= Beginning of Section =

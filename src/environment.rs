use glam::Vec2;

use crate::config;

#[derive(Clone, Copy, Debug, PartialEq, Eq)]
pub enum Season {
    Spring,
    Summer,
    Autumn,
    Winter,
}

impl Season {
    /// How fast body temperature bleeds off toward ambient.
    pub fn temperature_decay_mult(&self) -> f32 {
        match self {
            Season::Spring => 1.0,
            Season::Summer => 0.6,
            Season::Autumn => 1.1,
            Season::Winter => 1.6,
        }
    }

}

/// Circular region that blocks light; agents inside report a shadow flag.
#[derive(Clone, Debug)]
pub struct ShadowZone {
    pub center: Vec2,
    pub radius: f32,
}

/// Season clock plus static shadow geometry.
pub struct Environment {
    pub frame: u64,
    pub shadows: Vec<ShadowZone>,
}

impl Environment {
    pub fn new(shadows: Vec<ShadowZone>) -> Self {
        Self { frame: 0, shadows }
    }

    pub fn tick(&mut self) {
        self.frame += 1;
    }

    /// Season phase in [0, 1) across the full four-season cycle.
    pub fn season_phase(&self) -> f32 {
        let cycle = config::SEASON_LENGTH_FRAMES * 4;
        (self.frame % cycle) as f32 / cycle as f32
    }

    pub fn season(&self) -> Season {
        match (self.frame / config::SEASON_LENGTH_FRAMES) % 4 {
            0 => Season::Spring,
            1 => Season::Summer,
            2 => Season::Autumn,
            _ => Season::Winter,
        }
    }

    pub fn in_shadow(&self, pos: Vec2) -> bool {
        self.shadows
            .iter()
            .any(|z| pos.distance_squared(z.center) <= z.radius * z.radius)
    }
}

#[cfg(test)]
mod tests {
    use super::*;
    use glam::vec2;

    #[test]
    fn season_cycles_through_all_four() {
        let mut env = Environment::new(Vec::new());
        assert_eq!(env.season(), Season::Spring);
        env.frame = config::SEASON_LENGTH_FRAMES;
        assert_eq!(env.season(), Season::Summer);
        env.frame = config::SEASON_LENGTH_FRAMES * 3;
        assert_eq!(env.season(), Season::Winter);
        env.frame = config::SEASON_LENGTH_FRAMES * 4;
        assert_eq!(env.season(), Season::Spring);
    }

    #[test]
    fn shadow_query_respects_radius() {
        let env = Environment::new(vec![ShadowZone {
            center: vec2(100.0, 100.0),
            radius: 30.0,
        }]);
        assert!(env.in_shadow(vec2(110.0, 100.0)));
        assert!(!env.in_shadow(vec2(200.0, 100.0)));
    }
}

= End of Section =

AIM OF THE TASK: Everything in the listing above needs to be copied exactly.

RESULT:
filename src/environment.rs
use glam::Vec2;

use crate::config;

#[derive(Clone, Copy, Debug, PartialEq, Eq)]
pub enum Season {
    Spring,
    Summer,
    Autumn,
    Winter,
}

impl Season {
    /// How fast body temperature bleeds off toward ambient.
    pub fn temperature_decay_mult(&self) -> f32 {
        match self {
            Season::Spring => 1.0,
            Season::Summer => 0.6,
            Season::Autumn => 1.1,
            Season::Winter => 1.6,
        }
    }

}

/// Circular region that blocks light; agents inside report a shadow flag.
#[derive(Clone, Debug)]
pub struct ShadowZone {
    pub center: Vec2,
    pub radius: f32,
}

/// Season clock plus static shadow geometry.
pub struct Environment {
    pub frame: u64,
    pub shadows: Vec<ShadowZone>,
}

impl Environment {
    pub fn new(shadows: Vec<ShadowZone>) -> Self {
        Self { frame: 0, shadows }
    }

    pub fn tick(&mut self) {
        self.frame += 1;
    }

    /// Season phase in [0, 1) across the full four-season cycle.
    pub fn season_phase(&self) -> f32 {
        let cycle = config::SEASON_LENGTH_FRAMES * 4;
        (self.frame % cycle) as f32 / cycle as f32
    }

    pub fn season(&self) -> Season {
        match (self.frame / config::SEASON_LENGTH_FRAMES) % 4 {
            0 => Season::Spring,
            1 => Season::Summer,
            2 => Season::Autumn,
            _ => Season::Winter,
        }
    }

    pub fn in_shadow(&self, pos: Vec2) -> bool {
        self.shadows
            .iter()
            .any(|z| pos.distance_squared(z.center) <= z.radius * z.radius)
    }
}

#[cfg(test)]
mod tests {
    use super::*;
    use glam::vec2;

    #[test]
    fn season_cycles_through_all_four() {
        let mut env = Environment::new(Vec::new());
        assert_eq!(env.season(), Season::Spring);
        env.frame = config::SEASON_LENGTH_FRAMES;
        assert_eq!(env.season(), Season::Summer);
        env.frame = config::SEASON_LENGTH_FRAMES * 3;
        assert_eq!(env.season(), Season::Winter);
        env.frame = config::SEASON_LENGTH_FRAMES * 4;
        assert_eq!(env.season(), Season::Spring);
    }

    #[test]
    fn shadow_query_respects_radius() {
        let env = Environment::new(vec![ShadowZone {
            center: vec2(100.0, 100.0),
            radius: 30.0,
        }]);
        assert!(env.in_shadow(vec2(110.0, 100.0)));
        assert!(!env.in_shadow(vec2(200.0, 100.0)));
    }
}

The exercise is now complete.